EXCERPTED RECORDS.
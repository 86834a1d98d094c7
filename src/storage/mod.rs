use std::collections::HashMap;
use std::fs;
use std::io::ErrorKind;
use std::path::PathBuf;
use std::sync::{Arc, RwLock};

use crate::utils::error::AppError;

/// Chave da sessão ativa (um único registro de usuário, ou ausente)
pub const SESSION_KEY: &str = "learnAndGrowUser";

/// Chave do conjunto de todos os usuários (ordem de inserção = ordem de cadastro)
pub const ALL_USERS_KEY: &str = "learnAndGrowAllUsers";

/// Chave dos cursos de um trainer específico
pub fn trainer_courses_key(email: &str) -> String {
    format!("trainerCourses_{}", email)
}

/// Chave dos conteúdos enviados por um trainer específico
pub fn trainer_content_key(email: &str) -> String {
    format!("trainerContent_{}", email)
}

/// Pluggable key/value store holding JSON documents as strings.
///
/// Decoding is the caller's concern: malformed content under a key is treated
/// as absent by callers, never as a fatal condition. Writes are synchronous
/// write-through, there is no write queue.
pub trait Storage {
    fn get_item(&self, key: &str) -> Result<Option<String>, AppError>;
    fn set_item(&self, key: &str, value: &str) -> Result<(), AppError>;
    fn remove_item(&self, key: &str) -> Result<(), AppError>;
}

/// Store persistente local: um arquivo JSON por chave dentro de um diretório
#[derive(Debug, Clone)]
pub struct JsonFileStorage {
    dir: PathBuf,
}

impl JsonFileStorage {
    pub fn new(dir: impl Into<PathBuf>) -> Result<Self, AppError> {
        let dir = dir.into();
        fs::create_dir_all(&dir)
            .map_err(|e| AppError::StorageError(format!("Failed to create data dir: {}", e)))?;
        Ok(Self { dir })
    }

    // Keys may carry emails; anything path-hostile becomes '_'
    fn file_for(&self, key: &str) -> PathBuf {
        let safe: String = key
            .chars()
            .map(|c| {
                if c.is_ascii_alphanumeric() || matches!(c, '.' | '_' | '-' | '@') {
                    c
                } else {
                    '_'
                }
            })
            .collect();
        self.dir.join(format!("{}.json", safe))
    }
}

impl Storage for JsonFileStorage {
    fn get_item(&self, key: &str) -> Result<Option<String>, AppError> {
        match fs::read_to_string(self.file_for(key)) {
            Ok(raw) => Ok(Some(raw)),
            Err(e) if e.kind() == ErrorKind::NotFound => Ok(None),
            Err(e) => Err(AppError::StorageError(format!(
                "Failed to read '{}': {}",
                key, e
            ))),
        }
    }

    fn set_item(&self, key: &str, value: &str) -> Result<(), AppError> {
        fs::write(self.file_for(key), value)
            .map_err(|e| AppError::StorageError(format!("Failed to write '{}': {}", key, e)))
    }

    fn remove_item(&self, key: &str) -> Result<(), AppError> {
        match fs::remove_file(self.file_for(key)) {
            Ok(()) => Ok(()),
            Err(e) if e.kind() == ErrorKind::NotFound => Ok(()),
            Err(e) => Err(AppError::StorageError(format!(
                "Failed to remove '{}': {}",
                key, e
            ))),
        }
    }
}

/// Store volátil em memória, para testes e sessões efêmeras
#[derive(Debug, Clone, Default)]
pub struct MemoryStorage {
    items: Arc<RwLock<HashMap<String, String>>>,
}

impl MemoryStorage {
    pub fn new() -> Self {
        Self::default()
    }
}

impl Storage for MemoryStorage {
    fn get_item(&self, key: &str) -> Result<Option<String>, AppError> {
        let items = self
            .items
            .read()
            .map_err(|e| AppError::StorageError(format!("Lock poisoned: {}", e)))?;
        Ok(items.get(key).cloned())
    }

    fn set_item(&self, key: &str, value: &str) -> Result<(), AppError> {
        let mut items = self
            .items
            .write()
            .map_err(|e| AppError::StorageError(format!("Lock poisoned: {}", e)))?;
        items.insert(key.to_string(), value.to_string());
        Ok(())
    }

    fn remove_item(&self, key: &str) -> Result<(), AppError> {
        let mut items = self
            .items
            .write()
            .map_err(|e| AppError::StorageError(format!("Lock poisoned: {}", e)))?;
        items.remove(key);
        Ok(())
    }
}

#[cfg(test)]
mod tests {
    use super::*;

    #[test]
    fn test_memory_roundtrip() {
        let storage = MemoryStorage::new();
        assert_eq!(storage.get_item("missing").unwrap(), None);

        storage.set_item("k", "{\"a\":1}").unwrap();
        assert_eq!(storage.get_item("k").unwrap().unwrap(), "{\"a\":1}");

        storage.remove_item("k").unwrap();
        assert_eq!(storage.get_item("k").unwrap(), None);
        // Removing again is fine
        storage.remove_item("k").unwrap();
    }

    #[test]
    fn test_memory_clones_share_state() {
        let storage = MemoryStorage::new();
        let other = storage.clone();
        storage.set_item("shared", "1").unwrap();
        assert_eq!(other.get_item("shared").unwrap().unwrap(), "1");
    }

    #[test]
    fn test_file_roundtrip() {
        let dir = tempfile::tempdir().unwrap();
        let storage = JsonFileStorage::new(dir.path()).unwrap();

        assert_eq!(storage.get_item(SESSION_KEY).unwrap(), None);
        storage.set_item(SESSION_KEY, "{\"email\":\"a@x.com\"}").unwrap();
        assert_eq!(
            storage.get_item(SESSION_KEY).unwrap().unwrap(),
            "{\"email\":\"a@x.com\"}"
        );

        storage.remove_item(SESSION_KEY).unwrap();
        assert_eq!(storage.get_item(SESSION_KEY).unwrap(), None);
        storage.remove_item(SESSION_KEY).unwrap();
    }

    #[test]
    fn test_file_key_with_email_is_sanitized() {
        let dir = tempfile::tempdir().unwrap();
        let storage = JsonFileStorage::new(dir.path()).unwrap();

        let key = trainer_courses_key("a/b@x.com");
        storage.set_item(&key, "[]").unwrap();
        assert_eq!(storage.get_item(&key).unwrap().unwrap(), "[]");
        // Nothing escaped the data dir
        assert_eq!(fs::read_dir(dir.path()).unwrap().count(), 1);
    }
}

REQUIRED ACTION.
All lines from the beginning of the entries through the line marked "pub const SESSION_KEY: &str" are to be output exactly; nothing else belongs in the answer.

EXERCISE RESULT.
repository 86834a1d98d094c7
filename src/storage/mod.rs
use std::collections::HashMap;
use std::fs;
use std::io::ErrorKind;
use std::path::PathBuf;
use std::sync::{Arc, RwLock};

use crate::utils::error::AppError;

/// Chave da sessão ativa (um único registro de usuário, ou ausente)
pub const SESSION_KEY: &str = "learnAndGrowUser";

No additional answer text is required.